Iterative RNDOP-Optimal Anchor Placement for Beyond Convex Hull ToA-based Localization: Performance Bounds and Heuristic Algorithms
Raghunandan M. Rao, Don-Roberts Emenonye
TL;DR
The work addresses robust localization of far-away targets outside the anchors’ convex hull in ToA-based systems by introducing Range-Normalized DOP (RNDOP) to decouple distance from geometry. It derives closed-form RNDOP expressions and asymptotic bounds, then formulates a minimax optimization to place anchors for worst-case performance, which is non-convex under practical constraints. To make the problem tractable, the authors propose iterative single-anchor addition schemes and three practical heuristics (RNDOP-driven, trace-based, and eigenvector-based), along with 2D extensions, bounds, and an uncertainty analysis for anchor positions. They provide computational complexity results and extensive simulations demonstrating how the trace-based heuristic often yields the best localization accuracy while maintaining reasonable computation times, as well as universal and problem-specific bounds that guide deployment. The framework offers actionable design insights for beyond-convex-hull localization in UAV-based and vehicle-centric scenarios, including robustness to anchor-position errors and guidance on algorithm choice based on performance-time tradeoffs.
Abstract
Localizing targets outside the anchors' convex hull is an understudied but prevalent scenario in vehicle-centric, UAV-based, and self-localization applications. Considering such scenarios, this paper studies the optimal anchor placement problem for Time-of-Arrival (ToA)-based localization schemes such that the worst-case Dilution of Precision (DOP) is minimized. Building on prior results on DOP scaling laws for beyond convex hull ToA-based localization, we propose a novel metric termed the Range-Normalized DOP (RNDOP). We show that the worst-case DOP-optimal anchor placement problem simplifies to a min-max RNDOP-optimal anchor placement problem. Unfortunately, this formulation results in a non-convex and intractable problem under realistic constraints. To overcome this, we propose iterative anchor addition schemes, which result in a tractable albeit non-convex problem. By exploiting the structure arising from the resultant rank-1 update, we devise three heuristic schemes with varying performance-complexity tradeoffs. In addition, we also derive the upper and lower bounds for scenarios where we are placing anchors to optimize the worst-case (a) 3D positioning error and (b) 2D positioning error.
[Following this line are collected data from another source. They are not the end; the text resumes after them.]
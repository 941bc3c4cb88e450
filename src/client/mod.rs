//! Client form phases as a finite-state machine.
//!
//! The UI is a thin rendering layer: it shows the form for the current
//! phase and reports provider events back. All transitions live in
//! [`next_phase`], a pure function of (phase, event), so the client owns no
//! authentication logic.

/// The form the client renders.
#[derive(Clone, Copy, Debug, PartialEq, Eq)]
pub enum Phase {
    /// Email entry for an existing, verified principal.
    Login,
    /// Email entry for an unknown principal.
    Signup,
    /// Out-of-band sign-up confirmation code entry.
    ConfirmSignUp,
    /// One-time sign-in code entry.
    VerifyCode,
    /// Authenticated.
    SignedIn,
}

/// Provider-driven events that move the client between phases.
#[derive(Clone, Copy, Debug, PartialEq, Eq)]
pub enum PhaseEvent {
    /// Login attempted for an address the directory does not know.
    PrincipalUnknown,
    /// Login attempted for an address that has not confirmed sign-up.
    PrincipalUnverified,
    /// A challenge round was issued; a code is on its way.
    ChallengeIssued,
    /// Sign-up submitted; confirmation is pending.
    SignupSubmitted,
    /// Sign-up confirmation accepted.
    SignupConfirmed,
    /// The submitted one-time code matched.
    CodeAccepted,
    /// The submitted one-time code did not match (session still live).
    CodeRejected,
    /// The session ended (sign-out or terminal failure).
    SignedOut,
}

/// Pure transition function. Events that do not apply to the current phase
/// leave it unchanged.
#[must_use]
pub fn next_phase(phase: Phase, event: PhaseEvent) -> Phase {
    match (phase, event) {
        (Phase::Login, PhaseEvent::PrincipalUnknown) => Phase::Signup,
        (Phase::Login, PhaseEvent::PrincipalUnverified) => Phase::ConfirmSignUp,
        (Phase::Login, PhaseEvent::ChallengeIssued) => Phase::VerifyCode,
        (Phase::Signup, PhaseEvent::SignupSubmitted) => Phase::ConfirmSignUp,
        (Phase::ConfirmSignUp, PhaseEvent::SignupConfirmed) => Phase::SignedIn,
        (Phase::VerifyCode, PhaseEvent::CodeAccepted) => Phase::SignedIn,
        (Phase::VerifyCode, PhaseEvent::CodeRejected) => Phase::VerifyCode,
        (_, PhaseEvent::SignedOut) => Phase::Login,
        (phase, _) => phase,
    }
}

#[cfg(test)]
mod tests {
    use super::*;

    #[test]
    fn login_routes_by_principal_status() {
        assert_eq!(
            next_phase(Phase::Login, PhaseEvent::PrincipalUnknown),
            Phase::Signup
        );
        assert_eq!(
            next_phase(Phase::Login, PhaseEvent::PrincipalUnverified),
            Phase::ConfirmSignUp
        );
        assert_eq!(
            next_phase(Phase::Login, PhaseEvent::ChallengeIssued),
            Phase::VerifyCode
        );
    }

    #[test]
    fn signup_path_reaches_signed_in() {
        let phase = next_phase(Phase::Signup, PhaseEvent::SignupSubmitted);
        assert_eq!(phase, Phase::ConfirmSignUp);
        let phase = next_phase(phase, PhaseEvent::SignupConfirmed);
        assert_eq!(phase, Phase::SignedIn);
    }

    #[test]
    fn code_entry_loops_until_accepted() {
        let phase = next_phase(Phase::VerifyCode, PhaseEvent::CodeRejected);
        assert_eq!(phase, Phase::VerifyCode);
        let phase = next_phase(phase, PhaseEvent::CodeAccepted);
        assert_eq!(phase, Phase::SignedIn);
    }

    #[test]
    fn sign_out_returns_to_login_from_anywhere() {
        for phase in [
            Phase::Login,
            Phase::Signup,
            Phase::ConfirmSignUp,
            Phase::VerifyCode,
            Phase::SignedIn,
        ] {
            assert_eq!(next_phase(phase, PhaseEvent::SignedOut), Phase::Login);
        }
    }

    #[test]
    fn unrelated_events_leave_phase_unchanged() {
        assert_eq!(
            next_phase(Phase::SignedIn, PhaseEvent::CodeRejected),
            Phase::SignedIn
        );
        assert_eq!(
            next_phase(Phase::Signup, PhaseEvent::CodeAccepted),
            Phase::Signup
        );
    }
}
//! Identity-provider trigger endpoints.
//!
//! The provider invokes one endpoint per protocol event and owns the
//! session: every request carries the full prior-round history, and the
//! round secret travels back only inside provider-private parameters.

pub(crate) mod create;
pub(crate) mod define;
mod state;
pub(crate) mod types;
pub(crate) mod verify;

pub use state::TriggerState;
use crate::api::handlers::{TriggerState, root};
use anyhow::Result;
use axum::{
    Extension,
    body::Body,
    extract::MatchedPath,
    http::{HeaderName, HeaderValue, Request},
    routing::get,
};
use std::sync::Arc;
use tokio::net::TcpListener;
use tower::ServiceBuilder;
use tower_http::{
    request_id::PropagateRequestIdLayer, set_header::SetRequestHeaderLayer, trace::TraceLayer,
};
use tracing::{Span, info, info_span};
use ulid::Ulid;
use utoipa_axum::router::OpenApiRouter;

pub mod directory;
pub mod email;
pub mod handlers;
// OpenAPI router wiring and route registration live in openapi.rs.
mod openapi;

pub use openapi::openapi;

/// Build the API router with all documented routes registered.
#[must_use]
pub fn router() -> OpenApiRouter {
    openapi::api_router()
}

/// Start the server
/// # Errors
/// Return error if failed to start the server
pub async fn new(port: u16, state: TriggerState) -> Result<()> {
    let state = Arc::new(state);

    // Build the router from OpenAPI-wired routes, then extend it with
    // non-doc routes like `/`. The spec stays in openapi.rs.
    let (router, _openapi) = router().split_for_parts();
    let app = router.route("/", get(root::root)).layer(
        ServiceBuilder::new()
            .layer(SetRequestHeaderLayer::if_not_present(
                HeaderName::from_static("x-request-id"),
                |_req: &_| HeaderValue::from_str(Ulid::new().to_string().as_str()).ok(),
            ))
            .layer(PropagateRequestIdLayer::new(HeaderName::from_static(
                "x-request-id",
            )))
            .layer(TraceLayer::new_for_http().make_span_with(make_span))
            .layer(Extension(state)),
    );

    let listener = TcpListener::bind(format!("::0:{port}")).await?;

    info!("Listening on [::]:{}", port);

    axum::serve(listener, app.into_make_service())
        .with_graceful_shutdown(async {
            if let Err(err) = tokio::signal::ctrl_c().await {
                info!("Failed to listen for shutdown signal: {err}");
            }
            info!("Gracefully shutdown");
        })
        .await?;

    Ok(())
}

fn make_span(request: &Request<Body>) -> Span {
    let request_id = request
        .headers()
        .get("x-request-id")
        .and_then(|val| val.to_str().ok())
        .unwrap_or("none");
    let matched_path = request
        .extensions()
        .get::<MatchedPath>()
        .map_or_else(|| request.uri().path(), MatchedPath::as_str);

    info_span!(
        "http.request",
        http.method = %request.method(),
        http.route = matched_path,
        request_id
    )
}
//! Create trigger: issue a one-time code for the next round.

use axum::{Json, extract::Extension, http::StatusCode, response::IntoResponse};
use secrecy::ExposeSecret;
use std::sync::Arc;
use tracing::error;

use crate::challenge::{ChallengeError, issue, normalize_email, valid_email};

use super::state::TriggerState;
use super::types::{
    CreateChallengeRequest, CreateChallengeResponse, PrivateChallengeParameters,
    PublicChallengeParameters,
};

#[utoipa::path(
    post,
    path = "/v1/triggers/create",
    request_body = CreateChallengeRequest,
    responses(
        (status = 200, description = "Challenge issued; the code is in the private parameters", body = CreateChallengeResponse),
        (status = 400, description = "Missing or invalid payload", body = String),
        (status = 409, description = "Principal not verified", body = String),
        (status = 502, description = "Code delivery failed", body = String)
    ),
    tag = "triggers"
)]
pub async fn create_challenge(
    state: Extension<Arc<TriggerState>>,
    payload: Option<Json<CreateChallengeRequest>>,
) -> impl IntoResponse {
    let request: CreateChallengeRequest = match payload {
        Some(Json(payload)) => payload,
        None => return (StatusCode::BAD_REQUEST, "Missing payload".to_string()).into_response(),
    };

    let email = normalize_email(&request.principal_email);
    if !valid_email(&email) {
        return (
            StatusCode::BAD_REQUEST,
            "Invalid principal email".to_string(),
        )
            .into_response();
    }

    // The define step fails unverified principals before this trigger runs;
    // reject here as well so a misbehaving provider cannot mint codes.
    if !request.verified {
        return (StatusCode::CONFLICT, "Principal not verified".to_string()).into_response();
    }

    let round_index = u32::try_from(request.prior_rounds.len())
        .unwrap_or(u32::MAX)
        .saturating_add(1);

    match issue(&email, round_index, state.policy(), state.sender()).await {
        Ok(issued) => {
            let response = CreateChallengeResponse {
                public_parameters: PublicChallengeParameters {
                    email: email.clone(),
                },
                private_parameters: PrivateChallengeParameters {
                    answer: issued.secret().expose_secret().to_string(),
                    issued_at: issued.issued_at(),
                },
                challenge_metadata: format!("EMAIL_OTP_ROUND_{round_index}"),
            };
            Json(response).into_response()
        }
        Err(ChallengeError::DeliveryFailure { source }) => {
            error!(email = %email, round_index, "code delivery failed: {source:#}");
            (StatusCode::BAD_GATEWAY, "Code delivery failed".to_string()).into_response()
        }
        Err(err) => {
            error!(email = %email, round_index, "challenge issuance failed: {err}");
            (
                StatusCode::INTERNAL_SERVER_ERROR,
                "Challenge issuance failed".to_string(),
            )
                .into_response()
        }
    }
}
use crate::cli::actions::Action;
use anyhow::Result;

pub fn handler(matches: &clap::ArgMatches) -> Result<Action> {
    Ok(Action::Server {
        port: matches.get_one::<u16>("port").copied().unwrap_or(8080),
        sender_email: matches
            .get_one("sender-email")
            .map(|s: &String| s.to_string())
            .ok_or_else(|| anyhow::anyhow!("missing required argument: --sender-email"))?,
        max_attempts: matches
            .get_one::<u32>("max-attempts")
            .copied()
            .unwrap_or(3),
        code_length: matches
            .get_one::<usize>("code-length")
            .copied()
            .unwrap_or(6),
        code_ttl_seconds: matches.get_one::<i64>("code-ttl").copied().unwrap_or(300),
        delivery_timeout_seconds: matches
            .get_one::<u64>("delivery-timeout")
            .copied()
            .unwrap_or(10),
        email_endpoint: matches
            .get_one("email-endpoint")
            .map(|s: &String| s.to_string()),
    })
}
//! Small helpers shared by the challenge steps and the CLI.

use regex::Regex;
use std::time::{SystemTime, UNIX_EPOCH};

/// Unix seconds for issuance timestamps and expiry checks.
pub(crate) fn now_unix_seconds() -> i64 {
    SystemTime::now()
        .duration_since(UNIX_EPOCH)
        .map(|d| i64::try_from(d.as_secs()).unwrap_or(i64::MAX))
        .unwrap_or(0)
}

/// Normalize an email for lookups and delivery.
pub fn normalize_email(email: &str) -> String {
    email.trim().to_lowercase()
}

/// Basic email format check on already-normalized input.
pub fn valid_email(email_normalized: &str) -> bool {
    Regex::new(r"^[^@\s]+@[^@\s]+\.[^@\s]+$").is_ok_and(|regex| regex.is_match(email_normalized))
}

#[cfg(test)]
mod tests {
    use super::*;

    #[test]
    fn normalize_email_trims_and_lowercases() {
        assert_eq!(normalize_email(" Alice@Example.COM "), "alice@example.com");
    }

    #[test]
    fn valid_email_accepts_basic_format() {
        assert!(valid_email("a@example.com"));
        assert!(valid_email("name.surname@example.co"));
    }

    #[test]
    fn valid_email_rejects_missing_parts() {
        assert!(!valid_email("not-an-email"));
        assert!(!valid_email("missing-at.example.com"));
        assert!(!valid_email("missing-domain@"));
    }
}
//! Error taxonomy for the challenge protocol.
//!
//! An incorrect answer is not an error; it is the expected
//! [`Verification::NotMatched`](super::Verification::NotMatched) outcome
//! that drives the next round. Everything here is terminal for the session.

use thiserror::Error;

#[derive(Debug, Error)]
pub enum ChallengeError {
    /// The principal has not confirmed their sign-up yet; the session routes
    /// to the out-of-band confirmation path instead of the code challenge.
    #[error("principal {email} is not verified")]
    UnverifiedPrincipal { email: String },

    /// The round cap was reached without a matching answer.
    #[error("challenge attempts exhausted after {attempts} rounds")]
    AttemptsExhausted { attempts: u32 },

    /// The email collaborator failed or timed out. Surfaced as a hard round
    /// failure so the caller never treats an undelivered code as issued.
    #[error("one-time code delivery failed")]
    DeliveryFailure {
        #[source]
        source: anyhow::Error,
    },
}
We build on these results to design a cohesive iterative algorithmic framework for robust anchor placement, characterize the impact of anchor position uncertainty, and then discuss the computational complexity of the proposed schemes. Using numerical results, we validate the accuracy of our theoretical results. We also present comprehensive Monte-Carlo simulation results to compare the positioning error and execution time performance of each iterative scheme, discuss the tradeoffs, and provide valuable system design insights for beyond convex hull localization scenarios.